*** Supplied records ***

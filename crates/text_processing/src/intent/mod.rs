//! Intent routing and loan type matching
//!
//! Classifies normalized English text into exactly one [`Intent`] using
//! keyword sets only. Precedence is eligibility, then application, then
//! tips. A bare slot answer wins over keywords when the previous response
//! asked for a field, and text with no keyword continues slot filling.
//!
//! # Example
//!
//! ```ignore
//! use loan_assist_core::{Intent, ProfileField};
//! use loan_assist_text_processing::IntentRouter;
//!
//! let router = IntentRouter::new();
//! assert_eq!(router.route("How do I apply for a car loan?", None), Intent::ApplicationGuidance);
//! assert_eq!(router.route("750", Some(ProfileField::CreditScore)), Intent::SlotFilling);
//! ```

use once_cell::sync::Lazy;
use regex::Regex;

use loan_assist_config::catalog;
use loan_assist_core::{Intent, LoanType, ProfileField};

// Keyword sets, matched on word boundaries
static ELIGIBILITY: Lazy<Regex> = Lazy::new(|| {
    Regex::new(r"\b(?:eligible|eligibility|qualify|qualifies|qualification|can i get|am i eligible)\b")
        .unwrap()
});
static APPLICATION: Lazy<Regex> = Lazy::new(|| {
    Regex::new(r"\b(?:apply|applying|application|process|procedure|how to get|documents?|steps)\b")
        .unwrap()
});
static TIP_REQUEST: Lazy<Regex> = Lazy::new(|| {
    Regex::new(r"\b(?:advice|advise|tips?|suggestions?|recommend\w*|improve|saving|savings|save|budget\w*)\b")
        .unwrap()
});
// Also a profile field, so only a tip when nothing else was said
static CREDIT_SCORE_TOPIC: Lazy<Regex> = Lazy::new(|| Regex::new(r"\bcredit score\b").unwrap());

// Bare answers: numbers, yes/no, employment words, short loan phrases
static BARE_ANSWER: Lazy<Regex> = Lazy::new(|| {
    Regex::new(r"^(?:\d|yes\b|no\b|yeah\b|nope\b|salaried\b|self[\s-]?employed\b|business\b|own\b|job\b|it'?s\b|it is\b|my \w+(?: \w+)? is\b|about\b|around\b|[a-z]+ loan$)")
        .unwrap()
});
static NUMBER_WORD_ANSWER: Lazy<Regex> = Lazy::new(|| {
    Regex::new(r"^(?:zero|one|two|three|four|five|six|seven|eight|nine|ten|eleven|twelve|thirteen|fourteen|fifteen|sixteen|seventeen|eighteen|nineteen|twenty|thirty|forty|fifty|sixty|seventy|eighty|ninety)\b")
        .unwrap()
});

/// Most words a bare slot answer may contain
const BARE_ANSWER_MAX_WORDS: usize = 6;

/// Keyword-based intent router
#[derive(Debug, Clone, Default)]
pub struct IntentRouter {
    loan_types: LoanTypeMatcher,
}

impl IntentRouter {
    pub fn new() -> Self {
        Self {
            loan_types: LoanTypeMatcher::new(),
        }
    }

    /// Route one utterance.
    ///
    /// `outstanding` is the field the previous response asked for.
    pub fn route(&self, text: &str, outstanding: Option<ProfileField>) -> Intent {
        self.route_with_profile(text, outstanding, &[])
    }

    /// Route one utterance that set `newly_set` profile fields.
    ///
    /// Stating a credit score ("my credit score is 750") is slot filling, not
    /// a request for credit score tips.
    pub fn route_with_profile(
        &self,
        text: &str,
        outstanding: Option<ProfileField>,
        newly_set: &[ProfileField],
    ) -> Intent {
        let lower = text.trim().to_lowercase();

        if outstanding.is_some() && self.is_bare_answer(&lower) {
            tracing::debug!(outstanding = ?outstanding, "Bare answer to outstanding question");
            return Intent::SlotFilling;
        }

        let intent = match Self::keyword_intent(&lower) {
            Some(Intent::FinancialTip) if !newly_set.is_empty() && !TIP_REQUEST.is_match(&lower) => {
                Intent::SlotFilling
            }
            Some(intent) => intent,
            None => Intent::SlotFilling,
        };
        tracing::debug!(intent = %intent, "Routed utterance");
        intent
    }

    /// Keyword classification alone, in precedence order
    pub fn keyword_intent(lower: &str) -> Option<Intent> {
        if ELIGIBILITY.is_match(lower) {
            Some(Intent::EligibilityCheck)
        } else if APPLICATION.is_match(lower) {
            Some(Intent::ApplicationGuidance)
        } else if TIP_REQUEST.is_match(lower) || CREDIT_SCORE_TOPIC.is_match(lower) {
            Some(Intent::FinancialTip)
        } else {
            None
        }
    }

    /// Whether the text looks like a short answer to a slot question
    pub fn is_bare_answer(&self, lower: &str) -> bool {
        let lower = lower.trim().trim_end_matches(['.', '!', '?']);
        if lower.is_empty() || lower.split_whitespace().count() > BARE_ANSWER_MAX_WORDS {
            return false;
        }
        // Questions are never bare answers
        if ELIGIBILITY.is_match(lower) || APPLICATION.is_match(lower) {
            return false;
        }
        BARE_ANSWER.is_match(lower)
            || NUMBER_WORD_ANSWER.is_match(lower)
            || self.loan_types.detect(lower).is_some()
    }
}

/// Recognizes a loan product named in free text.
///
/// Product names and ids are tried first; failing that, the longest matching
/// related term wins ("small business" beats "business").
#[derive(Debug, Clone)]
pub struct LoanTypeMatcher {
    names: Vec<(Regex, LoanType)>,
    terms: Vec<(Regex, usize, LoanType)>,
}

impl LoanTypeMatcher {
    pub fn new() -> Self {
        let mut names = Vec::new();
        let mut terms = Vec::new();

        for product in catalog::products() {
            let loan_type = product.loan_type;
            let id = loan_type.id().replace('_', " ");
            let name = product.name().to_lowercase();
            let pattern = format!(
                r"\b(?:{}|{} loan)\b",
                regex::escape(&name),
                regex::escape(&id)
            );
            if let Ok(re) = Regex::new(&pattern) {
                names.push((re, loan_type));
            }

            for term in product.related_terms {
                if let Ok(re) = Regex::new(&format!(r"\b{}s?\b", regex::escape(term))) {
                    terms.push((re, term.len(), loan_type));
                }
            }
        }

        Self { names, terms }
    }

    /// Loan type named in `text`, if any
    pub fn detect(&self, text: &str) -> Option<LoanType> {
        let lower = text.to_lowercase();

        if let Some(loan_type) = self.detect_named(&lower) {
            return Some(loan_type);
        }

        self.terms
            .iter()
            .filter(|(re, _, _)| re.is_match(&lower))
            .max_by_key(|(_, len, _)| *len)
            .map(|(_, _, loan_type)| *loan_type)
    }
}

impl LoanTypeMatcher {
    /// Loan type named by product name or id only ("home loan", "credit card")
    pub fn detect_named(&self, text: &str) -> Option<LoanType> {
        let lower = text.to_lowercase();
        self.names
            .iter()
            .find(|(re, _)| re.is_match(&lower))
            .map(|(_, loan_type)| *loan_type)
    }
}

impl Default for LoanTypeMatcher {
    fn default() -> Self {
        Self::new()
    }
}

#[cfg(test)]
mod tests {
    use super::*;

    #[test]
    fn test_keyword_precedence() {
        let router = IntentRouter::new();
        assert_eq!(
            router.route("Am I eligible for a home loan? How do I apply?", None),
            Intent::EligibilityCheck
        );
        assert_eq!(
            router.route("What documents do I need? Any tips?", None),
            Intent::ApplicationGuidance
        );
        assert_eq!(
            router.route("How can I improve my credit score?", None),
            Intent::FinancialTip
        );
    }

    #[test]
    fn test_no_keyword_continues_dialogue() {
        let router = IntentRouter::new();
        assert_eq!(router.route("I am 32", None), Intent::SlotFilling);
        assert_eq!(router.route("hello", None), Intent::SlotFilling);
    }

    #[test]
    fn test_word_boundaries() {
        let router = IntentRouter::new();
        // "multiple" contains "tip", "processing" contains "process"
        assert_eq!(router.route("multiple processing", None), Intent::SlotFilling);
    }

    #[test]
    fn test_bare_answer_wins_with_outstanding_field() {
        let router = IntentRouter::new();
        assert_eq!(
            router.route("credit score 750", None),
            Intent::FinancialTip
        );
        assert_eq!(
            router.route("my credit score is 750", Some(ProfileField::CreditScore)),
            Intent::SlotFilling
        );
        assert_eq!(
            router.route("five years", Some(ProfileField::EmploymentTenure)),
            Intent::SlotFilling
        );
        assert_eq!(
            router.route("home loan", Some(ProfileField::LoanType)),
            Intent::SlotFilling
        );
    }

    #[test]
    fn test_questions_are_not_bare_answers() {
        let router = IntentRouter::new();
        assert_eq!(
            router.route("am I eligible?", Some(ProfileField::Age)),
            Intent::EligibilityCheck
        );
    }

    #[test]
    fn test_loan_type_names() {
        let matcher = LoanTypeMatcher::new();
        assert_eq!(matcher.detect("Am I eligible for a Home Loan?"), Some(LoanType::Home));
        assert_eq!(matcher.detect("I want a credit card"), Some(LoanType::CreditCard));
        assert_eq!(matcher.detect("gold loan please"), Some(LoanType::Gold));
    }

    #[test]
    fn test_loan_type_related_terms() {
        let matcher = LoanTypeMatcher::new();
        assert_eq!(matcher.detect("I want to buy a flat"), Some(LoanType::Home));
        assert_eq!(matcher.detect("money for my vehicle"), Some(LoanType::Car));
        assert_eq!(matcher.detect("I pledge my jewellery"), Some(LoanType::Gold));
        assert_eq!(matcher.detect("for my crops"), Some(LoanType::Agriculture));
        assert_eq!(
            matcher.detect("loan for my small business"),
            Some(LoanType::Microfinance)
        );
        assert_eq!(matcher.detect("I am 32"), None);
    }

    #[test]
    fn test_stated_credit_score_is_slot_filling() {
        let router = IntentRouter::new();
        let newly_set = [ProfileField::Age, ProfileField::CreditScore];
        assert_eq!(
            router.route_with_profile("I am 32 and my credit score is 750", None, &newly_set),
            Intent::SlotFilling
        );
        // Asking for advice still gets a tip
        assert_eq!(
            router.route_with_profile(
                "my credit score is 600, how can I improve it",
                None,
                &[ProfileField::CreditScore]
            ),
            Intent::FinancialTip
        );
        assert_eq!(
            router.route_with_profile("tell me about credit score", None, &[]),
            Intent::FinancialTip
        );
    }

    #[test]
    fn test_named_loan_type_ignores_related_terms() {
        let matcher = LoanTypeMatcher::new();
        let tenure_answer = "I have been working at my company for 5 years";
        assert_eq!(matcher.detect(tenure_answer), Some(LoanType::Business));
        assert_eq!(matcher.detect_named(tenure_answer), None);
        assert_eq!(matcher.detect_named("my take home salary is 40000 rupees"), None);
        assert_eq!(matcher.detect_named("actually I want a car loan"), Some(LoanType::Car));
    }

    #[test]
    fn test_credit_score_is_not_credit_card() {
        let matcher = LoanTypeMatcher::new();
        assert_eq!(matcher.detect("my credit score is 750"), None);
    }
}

***

** Work order **
In the data above, start at the line that has "let newly_set = [ProfileField::Age, ProfileField::CreditScore];", stop after the line that has "still gets a tip", and print every line in between exactly as it stands.

** Answer to the problem **
        let newly_set = [ProfileField::Age, ProfileField::CreditScore];
        assert_eq!(
            router.route_with_profile("I am 32 and my credit score is 750", None, &newly_set),
            Intent::SlotFilling
        );
        // Asking for advice still gets a tip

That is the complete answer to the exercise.